As governor, Ben Jealous would provide additional funding to the state’s cooperative extension programs to develop technical assistance programs providing support to farmers transitioning into the 21st century marketplace. This would include linking urban agriculture and food production businesses with rural agricultural businesses, so Maryland families, restaurants, and commercial producers can conveniently access an abundance fresh agricultural products grown right here in Maryland.

If you were a savvy farmer, wouldn’t you already be doing this? Why is it a state concern?

We also have the talk of expanding broadband, the means of which is already in place here in Maryland as a non-profit cooperative. It will be interesting to compare their process and progress with Delaware, which is using more of a PPP approach for rural portions of Kent and Sussex counties.
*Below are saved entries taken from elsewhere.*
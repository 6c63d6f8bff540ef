//! DynamoDB client wrapper

use aws_sdk_dynamodb::Client;
use serde::de::DeserializeOwned;
use serde::Serialize;

use crate::dynamodb::request::{
    new_get_item_input, new_put_item_input, new_scan_input, unmarshal_get_item_output,
    unmarshal_scan_output,
};
use crate::error::Result;
use crate::session::{endpoint_override, Session};

/// DynamoDB client wrapper with typed put/get/scan
#[derive(Debug, Clone)]
pub struct DynamoDbClient {
    client: Client,
}

impl DynamoDbClient {
    /// Create a client from a session, optionally overriding the endpoint
    pub fn new(session: &Session, endpoint: Option<&str>) -> Result<Self> {
        let mut builder = aws_sdk_dynamodb::config::Builder::from(session.config());

        if let Some(endpoint) = endpoint_override(endpoint)? {
            tracing::debug!("DynamoDB endpoint override: {}", endpoint);
            builder = builder.endpoint_url(endpoint);
        }

        Ok(Self {
            client: Client::from_conf(builder.build()),
        })
    }

    /// Wrap an existing SDK client
    pub fn from_client(client: Client) -> Self {
        Self { client }
    }

    /// The underlying SDK client, for operations this wrapper does not cover
    pub fn inner(&self) -> &Client {
        &self.client
    }

    /// Store `input` as an item in `table`
    pub async fn put_item<T: Serialize>(&self, input: &T, table: &str) -> Result<()> {
        let request = new_put_item_input(input, table)?;
        request.send_with(&self.client).await?;

        tracing::info!("Put item into table {}", table);
        Ok(())
    }

    /// Fetch the item whose string key `key_name` equals `key_value`
    pub async fn get_item<T: DeserializeOwned>(
        &self,
        table: &str,
        key_name: &str,
        key_value: &str,
    ) -> Result<T> {
        let request = new_get_item_input(table, key_name, key_value)?;
        let output = request.send_with(&self.client).await?;

        tracing::debug!("Got item {}={} from table {}", key_name, key_value, table);
        unmarshal_get_item_output(&output)
    }

    /// Scan `table` for items whose `key_name` attribute equals `key_value`.
    ///
    /// Only the first page returned by DynamoDB is read.
    pub async fn scan<T, V>(&self, table: &str, key_name: &str, key_value: &V) -> Result<Vec<T>>
    where
        T: DeserializeOwned,
        V: Serialize + ?Sized,
    {
        let request = new_scan_input(table, key_name, key_value)?;
        let output = request.send_with(&self.client).await?;

        if output.last_evaluated_key().is_some() {
            tracing::warn!("Scan of table {} returned a partial page", table);
        }

        unmarshal_scan_output(&output)
    }
}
Global commerce: Mainly deals with expanding Foreign Trade Zones around the Port of Baltimore. As the center of the local poultry industry that sends chicken products around the globe, I wonder why Salisbury couldn’t have one? Perhaps because it’s a federal designation. Jealous exhibits his Baltimore-centric view (and a little bit of ignorance) with this one.

A 21st Century transportation plan: The first page of this is devoted to Jealous whining about the cancellation of Baltimore’s Red Line boondoggle and Larry Hogan’s changes to Baltimore’s bus service. I think it’s hilarious how a 21st century transport plan uses the strategy and limitations of 19th century technology by advocating for more usage of the light rail service money pit.

And then we get to this:

Complete streets policies build thriving and prosperous communities by ensuring that the design of roads and other facilities is safe and convenient for pedestrians, business patrons, cyclists, and all other road users. As governor, Ben Jealous will make Maryland a complete streets leader by ensuring that ample funding is directed to local communities through the complete streets and other programs like Maryland Bikeways, and by ensuring that the Maryland adopts the most progressive complete streets policy possible.

So we cater to the 2% of travelers who use alternate means of transportation – ones that aren’t nearly as convenient and useful at a time such as this moment with a thunderstorm overhead – at the expense of the 98% who would like to get where they wish to go as quickly and conveniently as possible. This also works hand-in-hand with the effort to pack people into the urban areas, leaving vast wildlife corridors for critters to traverse.

Aside from a means of taxation in some states, those who crave control hate cars because they equate to freedom of movement and less restriction on behavior. If it’s 6:30 and I want to be at a 7:05 ballgame, I’m not going to ride my bike or walk – and sure as heck ain’t going to consult the Shore Transit routes to see if any run and stop close by. I have a car and I’m going to drive it.

Most of us do not want to be at the mercy of someone else’s schedule, which is why driving is the predominant means of personal transport in the nation. People like Jealous don’t like that, so rather than make driving easier they would rather discourage it.

If you really want a 21st century transportation plan, make it easier to use that freedom of movement by improving the roads. Promote entrepreneurship by giving less of a hassle to services like Lyft, Uber, or whatever competes with them rather than try and regulate them like taxicabs, making an artificial market the locality can use to create revenue. And rather than create the incentives for employers to encourage their employees to commute, perhaps they should instead encourage the use of remote work where possible. Given the proper broadband connection to my work server and to my boss, I could reasonably do much of my job at home.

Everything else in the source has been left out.